この場合は、闇の書の意思――――リインフォース。三桜燐夜。
ようやく、はやてを闇の書から切り離すことが出来た。そのことにひと喜び。
だが、その喜びをぬか喜びにするわけにはいかない。まだ問題はある。
目の前に醜悪な姿と成り果ててもまだ、この町を、この星を破壊しようとする防衛管理プログラム体――――通称ナハトヴァール。
はやてはもうこの悲劇を繰り返さないために、自分が最後の夜天の書の主になることを決めて、後から現場にやってきたクロノの提案を聞いていた。
話を聞いた結果、どれもよいものではなかった。
一つ目の、クロノの新デバイス『デュランダル』で凍結処理するのは、またこの悲劇を繰り返してしまうから却下。
二つ目の、地球の軌道上待機している次元航空船『アースラ』に搭載されている極大魔力集束砲『アルカンシェル』による消滅も、その着弾効果範囲内に海鳴市が丸々入ってしまうため、却下。
これで案が無くなってしまう。
クロノが考えていた案はこれだけだったのだ。
そんな八方塞な事態を打破したのは、意外にもアルフの一言だった。いや、正確には、アルフの言葉になのはとフェイトが付け足した案だった。
アルカンシェルの宇宙空間での発射。
理論上アルカンシェルは何処でも撃てる。まだ理論上というものがついてしまうのは、いくつかの次元航空船に搭載されたものはいいものの、まだ一発も撃ったことがないからだ。
もしかしたら失敗するのではないのか……そんなことが燐夜の中によぎるが、周りの人を見てみると、不思議に誰もそんなことは全く思っていないようだった。
何処からそんな信頼が来るのだろうか。
燐夜は母親を異質な科学者に実験隊とされて、自分の手で殺めた時から人を信用することはあっても、信頼することはなかった。
けれども、自然とこの人たちなら信頼できると思っている自分がいた。何年もの間忘れていたこの感情。抑えることはできなかった。
そう思いながら、あいつらが作戦会議している間、ザフィーラと一緒にナハトヴァールを抑えていた。
「もう大丈夫だよ!」
「よし、ザフィーラ!」
なのはの言葉を聞いて、燐夜はザフィーラに名前を呼ぶことで合図を送った。
2人が下がる代わりにユーノとアルフが束縛魔法でナハトヴァールを抑えにかかる。
ようやく後ろに下がれた燐夜は、もう体力が残っていなかった。
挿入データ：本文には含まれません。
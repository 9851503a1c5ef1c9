//! Overlay factories.
//!
//! A host builds an isolated instance for some props, attaches its root to the
//! page, and wires the exit continuation that tears it down again. The rest of
//! the crate only talks to [`OverlayHost`], never to the document directly.

use std::rc::Rc;

use veil_core::{AnimationSpec, Timers};

use crate::document::{Document, ElementId};
use crate::error::{OverlayError, Result};
use crate::instance::{InstanceParts, OverlayInstance, OverlayProps};
use crate::options::DialogOptions;

/// Runs once after an instance's exit transition, after it was unmounted.
pub type ExitHook = Box<dyn FnOnce()>;

pub trait OverlayHost {
    /// Creates and attaches a new instance in the `created` phase. The caller
    /// opens it.
    fn create(&self, props: OverlayProps, on_exit_complete: ExitHook)
    -> Result<Rc<OverlayInstance>>;
}

/// Mounts overlays as direct children of a [`Document`] body.
pub struct DocumentHost {
    document: Document,
    timers: Timers,
    exit: AnimationSpec,
}

impl DocumentHost {
    pub fn new(document: Document, timers: Timers, exit: AnimationSpec) -> Self {
        Self {
            document,
            timers,
            exit,
        }
    }

    pub fn document(&self) -> &Document {
        &self.document
    }

    fn render(&self, props: &OverlayProps) -> Result<ElementId> {
        let doc = &self.document;
        let root = doc.create_element("div");
        match props {
            OverlayProps::Message(p) => {
                doc.add_class(root, "veil-message")?;
                doc.add_class(root, format!("veil-message--{}", p.severity))?;
                doc.set_text(root, p.message.clone())?;
            }
            OverlayProps::Dialog(opts) => {
                doc.add_class(root, "veil-dialog")?;
                self.render_dialog(root, opts)?;
            }
        }
        Ok(root)
    }

    fn render_dialog(&self, root: ElementId, opts: &DialogOptions) -> Result<()> {
        let doc = &self.document;
        if let Some(title) = &opts.title {
            let h = doc.create_element("h2");
            doc.add_class(h, "veil-dialog__title")?;
            doc.set_text(h, title.clone())?;
            doc.append_child(root, h)?;
        }

        let body = doc.create_element("p");
        doc.add_class(body, "veil-dialog__message")?;
        doc.set_text(body, opts.message.clone().unwrap_or_default())?;
        doc.append_child(root, body)?;

        let actions = doc.create_element("div");
        doc.add_class(actions, "veil-dialog__actions")?;
        for (class, text) in [
            ("veil-dialog__cancel", opts.cancel_text.as_deref().unwrap_or("Cancel")),
            ("veil-dialog__confirm", opts.confirm_text.as_deref().unwrap_or("Confirm")),
        ] {
            let button = doc.create_element("button");
            doc.add_class(button, class)?;
            doc.set_text(button, text)?;
            doc.append_child(actions, button)?;
        }
        doc.append_child(root, actions)?;
        Ok(())
    }
}

impl OverlayHost for DocumentHost {
    fn create(
        &self,
        props: OverlayProps,
        on_exit_complete: ExitHook,
    ) -> Result<Rc<OverlayInstance>> {
        let doc = &self.document;
        let body = doc.body().ok_or(OverlayError::NoAttachPoint)?;

        // Mount into a detached container first, then move the root to the
        // body; the container only exists for the mount.
        let container = doc.create_element("div");
        let root = self.render(&props)?;
        doc.append_child(container, root)?;
        doc.append_child(body, root)?;
        doc.remove(container);

        let kind = props.kind();
        let instance = OverlayInstance::new(
            InstanceParts {
                props,
                document: doc.clone(),
                root,
                timers: self.timers.clone(),
                exit: self.exit,
            },
            on_exit_complete,
        );

        let document = doc.clone();
        instance.scope().add_disposer(move || {
            if document.remove(root) {
                log::debug!("overlay {root:?} detached");
            }
        });
        log::debug!("created {kind:?} overlay {root:?}");
        Ok(instance)
    }
}

#[cfg(test)]
mod tests {
    use super::*;
    use crate::instance::OverlayPhase;
    use crate::options::{MessageOptions, Severity};
    use crate::settings::OverlaySettings;
    use std::cell::Cell;
    use veil_core::{Duration, ManualClock};

    fn host(doc: &Document) -> (DocumentHost, Timers) {
        let clock = ManualClock::new();
        let timers = Timers::manual(&clock);
        (
            DocumentHost::new(doc.clone(), timers.clone(), AnimationSpec::default()),
            timers,
        )
    }

    fn message_props(text: &str, severity: Severity) -> OverlayProps {
        OverlayProps::Message(
            MessageOptions::new(text)
                .severity(severity)
                .resolve(&OverlaySettings::default()),
        )
    }

    #[test]
    fn attaches_root_to_body_without_touching_app_tree() {
        let doc = Document::new();
        let body = doc.body().unwrap();
        let app = doc.create_element("div");
        doc.append_child(body, app).unwrap();
        let (host, _timers) = host(&doc);

        let instance = host
            .create(message_props("Saved", Severity::Success), Box::new(|| {}))
            .unwrap();

        assert_eq!(instance.phase(), OverlayPhase::Created);
        assert!(!instance.is_open());
        assert_eq!(doc.children(body), vec![app, instance.root()]);
        let el = doc.element(instance.root()).unwrap();
        assert!(el.has_class("veil-message--success"));
        assert_eq!(el.text.as_deref(), Some("Saved"));
        // body, app, and the overlay root; the mount container is gone.
        assert_eq!(doc.len(), 3);
    }

    #[test]
    fn dialog_renders_message_and_actions() {
        let doc = Document::new();
        let (host, _timers) = host(&doc);
        let instance = host
            .create(
                OverlayProps::Dialog(DialogOptions::new("Delete item?").confirm_text("Delete")),
                Box::new(|| {}),
            )
            .unwrap();

        let children = doc.children(instance.root());
        assert_eq!(children.len(), 2);
        let message = doc.element(children[0]).unwrap();
        assert_eq!(message.text.as_deref(), Some("Delete item?"));
        let buttons: Vec<_> = doc
            .children(children[1])
            .into_iter()
            .filter_map(|b| doc.element(b).and_then(|e| e.text))
            .collect();
        assert_eq!(buttons, vec!["Cancel", "Delete"]);
    }

    #[test]
    fn missing_body_is_a_configuration_error() {
        let doc = Document::headless();
        let (host, _timers) = host(&doc);
        let err = host.create(message_props("x", Severity::Info), Box::new(|| {}));
        assert!(matches!(err, Err(OverlayError::NoAttachPoint)));
        assert!(doc.is_empty());
    }

    #[test]
    fn exit_hook_runs_once_after_detach() {
        let doc = Document::new();
        let (host, timers) = host(&doc);
        let calls = Rc::new(Cell::new(0));
        let detached_first = Rc::new(Cell::new(false));

        let instance = host
            .create(message_props("bye", Severity::Info), {
                let calls = calls.clone();
                let detached_first = detached_first.clone();
                let doc = doc.clone();
                Box::new(move || {
                    calls.set(calls.get() + 1);
                    detached_first.set(doc.children(doc.body().unwrap()).is_empty());
                })
            })
            .unwrap();
        let root = instance.root();

        assert!(instance.open());
        assert!(instance.close());
        assert!(!instance.close());
        assert!(doc.contains(root));

        timers.advance(Duration::from_millis(299)).unwrap();
        assert!(doc.contains(root));
        timers.advance(Duration::from_millis(1)).unwrap();

        assert!(!doc.contains(root));
        assert_eq!(instance.phase(), OverlayPhase::Destroyed);
        assert_eq!(calls.get(), 1);
        assert!(detached_first.get());

        timers.advance(Duration::from_secs(10)).unwrap();
        assert_eq!(calls.get(), 1);
    }

    #[test]
    fn dropping_an_unfinished_instance_detaches_it() {
        let doc = Document::new();
        let (host, timers) = host(&doc);
        let instance = host
            .create(message_props("x", Severity::Info), Box::new(|| {}))
            .unwrap();
        let root = instance.root();
        instance.show();
        assert!(instance.has_pending_timer());
        drop(instance);
        assert!(!doc.contains(root));
        assert_eq!(timers.pending(), 0);
    }
}
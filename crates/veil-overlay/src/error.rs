use thiserror::Error;

use crate::document::ElementId;

#[derive(Debug, Error)]
pub enum OverlayError {
    /// The document has nowhere to attach overlays. This is a startup
    /// configuration problem, not something to retry.
    #[error("document has no body to attach overlays to")]
    NoAttachPoint,
    #[error("element {0:?} is not part of the document")]
    ElementGone(ElementId),
    #[error("invalid overlay settings: {0}")]
    Settings(#[from] serde_json::Error),
    #[error("failed to read overlay settings: {0}")]
    Io(#[from] std::io::Error),
}

pub type Result<T, E = OverlayError> = std::result::Result<T, E>;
魔力は有り余っているのだが、それを動かすための体力がもう残っていなかった。
――――不意に燐夜の体が光に包まれる。
「全く情けないですね、マスター」
「……うるせぇ、ほっとけ」
ユニゾンが解かれて、燐夜と分かれたユニゾンデバイスであるエクレイアがいきなり燐夜に毒づく。それに反論する元気がなく、ただ自分を放っておいてくれという意味の言葉しか出せなかった。
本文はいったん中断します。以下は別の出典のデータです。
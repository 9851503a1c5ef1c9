use thiserror::Error;

#[derive(Debug, Error, Clone, Copy, PartialEq, Eq)]
pub enum TimerError {
    #[error("timers are driven by the system clock; stepping time needs a manual clock")]
    NotManual,
}
use std::cell::RefCell;
use std::rc::Rc;

use futures::FutureExt;
use serde_json::json;
use veil_core::{Duration, ManualClock, Timers};
use veil_overlay::*;

struct Page {
    document: Document,
    timers: Timers,
    overlays: Overlays,
    app: ElementId,
}

fn page() -> Page {
    let document = Document::new();
    let body = document.body().unwrap();
    let app = document.create_element("div");
    document.append_child(body, app).unwrap();

    let clock = ManualClock::new();
    let timers = Timers::manual(&clock);
    let overlays = Overlays::for_document(&document, &timers, OverlaySettings::default());
    Page {
        document,
        timers,
        overlays,
        app,
    }
}

fn ms(n: u64) -> Duration {
    Duration::from_millis(n)
}

#[test]
fn error_message_scenario() {
    let p = page();
    let toast = p.overlays.error("Save failed", None).unwrap();

    assert_eq!(toast.severity(), Severity::Error);
    assert_eq!(toast.message(), "Save failed");
    assert_eq!(toast.duration(), ms(3000));
    assert!(toast.is_open());

    let instance = toast.instance().unwrap();
    let changes = Rc::new(RefCell::new(Vec::new()));
    instance.open_signal().subscribe({
        let changes = changes.clone();
        move |open| changes.borrow_mut().push(*open)
    });
    drop(instance);

    p.timers.advance(ms(2999)).unwrap();
    assert!(toast.is_open());
    p.timers.advance(ms(1)).unwrap();
    assert!(!toast.is_open());

    p.timers.advance(ms(10_000)).unwrap();
    assert!(!toast.is_open());
    assert_eq!(*changes.borrow(), vec![false]);
    assert!(!p.document.contains(toast.root()));
}

#[test]
fn cancelled_dialog_scenario() {
    let p = page();
    let body = p.document.body().unwrap();
    let answer = p
        .overlays
        .dialog_value(&json!({ "message": "Delete item?" }))
        .unwrap();

    let children = p.document.children(body);
    assert_eq!(children.len(), 2);
    let root = children[1];
    assert!(p.document.is_attached(root));

    let instance = p.overlays.instance_for(root).unwrap();
    assert!(instance.is_open());
    assert!(instance.cancel());
    drop(instance);

    assert_eq!(answer.now_or_never(), Some(false));
    // Still mounted while the exit transition runs.
    assert!(p.document.contains(root));

    p.timers.advance(ms(300)).unwrap();
    assert!(!p.document.contains(root));
    assert_eq!(p.document.children(body), vec![p.app]);
    assert_eq!(p.overlays.live_count(), 0);
}

#[test]
fn clicks_on_dialog_buttons_route_to_the_owner() {
    let p = page();
    let answer = p.overlays.confirm(DialogOptions::new("Proceed?")).unwrap();
    let root = p.document.children(p.document.body().unwrap())[1];

    let actions = *p.document.children(root).last().unwrap();
    let confirm_button = p.document.children(actions)[1];
    assert!(
        p.document
            .element(confirm_button)
            .unwrap()
            .has_class("veil-dialog__confirm")
    );

    let owner = p.overlays.instance_for(confirm_button).unwrap();
    assert!(owner.confirm());
    assert!(!owner.cancel());
    assert_eq!(answer.now_or_never(), Some(true));
    assert!(p.overlays.instance_for(p.app).is_none());
}

#[test]
fn manual_close_prevents_auto_dismiss() {
    let p = page();
    let toast = p.overlays.info("Copied", Some(ms(1000))).unwrap();
    let instance = toast.instance().unwrap();
    assert!(instance.has_pending_timer());

    p.timers.advance(ms(400)).unwrap();
    assert!(toast.close());
    assert!(!toast.close());
    assert_eq!(instance.phase(), OverlayPhase::Closing);

    // Only the exit transition is left; the dismiss timer is gone.
    assert_eq!(p.timers.pending(), 1);
    p.timers.advance(ms(300)).unwrap();
    assert_eq!(instance.phase(), OverlayPhase::Destroyed);
    drop(instance);

    p.timers.advance(ms(5000)).unwrap();
    assert_eq!(toast.phase(), OverlayPhase::Destroyed);
    assert_eq!(p.timers.pending(), 0);
}

#[test]
fn message_defaults_and_overrides() {
    let p = page();

    let plain = p.overlays.message(MessageOptions::default()).unwrap();
    assert_eq!(plain.message(), "Message");
    assert_eq!(plain.severity(), Severity::Info);
    assert_eq!(plain.duration(), ms(3000));

    for (handle, sev) in [
        (p.overlays.success("ok", None).unwrap(), Severity::Success),
        (p.overlays.warning("hmm", Some(ms(5000))).unwrap(), Severity::Warning),
        (p.overlays.info("fyi", None).unwrap(), Severity::Info),
        (p.overlays.error("no", Some(ms(10))).unwrap(), Severity::Error),
    ] {
        assert_eq!(handle.severity(), sev);
        let el = p.document.element(handle.root()).unwrap();
        assert!(el.has_class(&format!("veil-message--{sev}")));
    }

    let loose = p
        .overlays
        .message_value(&json!({ "type": "nope", "duration": "3s", "message": "Loose" }))
        .unwrap();
    assert_eq!(loose.message(), "Loose");
    assert_eq!(loose.severity(), Severity::Info);
    assert_eq!(loose.duration(), ms(3000));
}

#[test]
fn simultaneous_overlays_are_independent() {
    let p = page();
    let first = p.overlays.success("one", Some(ms(100))).unwrap();
    let second = p.overlays.success("two", Some(ms(200))).unwrap();

    p.timers.advance(ms(150)).unwrap();
    assert!(!first.is_open());
    assert!(second.is_open());

    second.close();
    p.timers.advance(ms(1000)).unwrap();
    assert_eq!(p.overlays.live_count(), 0);
    assert_eq!(p.document.children(p.document.body().unwrap()), vec![p.app]);
}

#[test]
fn opacity_fades_during_exit() {
    let p = page();
    let toast = p.overlays.info("fading", None).unwrap();
    let instance = toast.instance().unwrap();
    assert!((instance.opacity() - 1.0).abs() < f32::EPSILON);

    toast.close();
    p.timers.advance(ms(150)).unwrap();
    let mid = instance.opacity();
    assert!(mid > 0.0 && mid < 1.0);
}

#[test]
fn missing_body_fails_fast() {
    let document = Document::headless();
    let clock = ManualClock::new();
    let timers = Timers::manual(&clock);
    let overlays = Overlays::for_document(&document, &timers, OverlaySettings::default());

    assert!(matches!(
        overlays.dialog(DialogOptions::default()),
        Err(OverlayError::NoAttachPoint)
    ));
    assert!(matches!(
        overlays.error("x", None),
        Err(OverlayError::NoAttachPoint)
    ));
    assert_eq!(overlays.live_count(), 0);
}

#[test]
fn dropping_overlays_releases_open_dialog() {
    let p = page();
    let answer = p.overlays.dialog(DialogOptions::default()).unwrap();
    let root = p.document.children(p.document.body().unwrap())[1];

    drop(p.overlays);
    assert!(!p.document.contains(root));
    assert_eq!(answer.now_or_never(), Some(false));
}

#[test]
fn dropping_overlays_clears_pending_timers() {
    let p = page();
    let toast = p.overlays.info("x", None).unwrap();
    let closing = p.overlays.warning("y", None).unwrap();
    closing.close();
    assert_eq!(p.timers.pending(), 2);

    drop(p.overlays);
    assert!(toast.instance().is_none());
    assert!(!p.document.contains(toast.root()));
    assert!(!p.document.contains(closing.root()));
    assert_eq!(p.timers.pending(), 0);
    assert_eq!(p.timers.run_until_idle(), 0);
}

#[test]
fn unbounded_durations_do_not_crash() {
    let p = page();
    let sticky = p.overlays.info("sticky", Some(Duration::MAX)).unwrap();
    let loose = p
        .overlays
        .message_value(&json!({ "message": "huge", "duration": 1e300 }))
        .unwrap();
    assert_eq!(loose.duration(), ms(3000));

    p.timers.advance(ms(3000)).unwrap();
    assert!(sticky.is_open());
    assert!(!loose.is_open());
    assert!(sticky.close());
    p.timers.advance(ms(300)).unwrap();
    assert_eq!(p.overlays.live_count(), 0);
}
すると何を思ったのか、エクレイアがいきなり大人モードになって燐夜を膝枕し始めた。勿論、浮遊魔法で宙に浮いた状態で、だ。
燐夜は身を委ねることこそしたが、眼だけは閉じることなく、なのはたちを真っ直ぐに見ていた。
最後までなのはたちの勇姿を見届けるために。
なのはたちを見ると、シャマルが中心となっていた。
まず最初に、アルフとユーノの束縛魔法による拘束。動けない隙を見計らって、なのはがヴィータをサポートする形で接近。なのはの射撃魔法で周りを一掃し、ヴィータにスペースを与える。そのスペースでヴィータが自身が持つ一番の威力の攻撃『ギガントシュラーク』を放ち、複数からなるバリアを一枚破った。
次にシグナムとフェイトだ。
前のヴィータの攻撃で若干海に沈んでいたナハトヴァールはすぐに体勢を立て直した。だが、攻撃の隙をほとんど与えずにシグナムが剣と鞘を繋げ、弓矢の状態にして放つ『シュツルムファルケン』を、フェイトも何処からその魔力が出てくるのだろうかと疑問に思うほど魔力を使っているが、そこは今は置いて、雷刃を振り下ろす『ジェットザンパー』を放ってバリアを全部砕いた。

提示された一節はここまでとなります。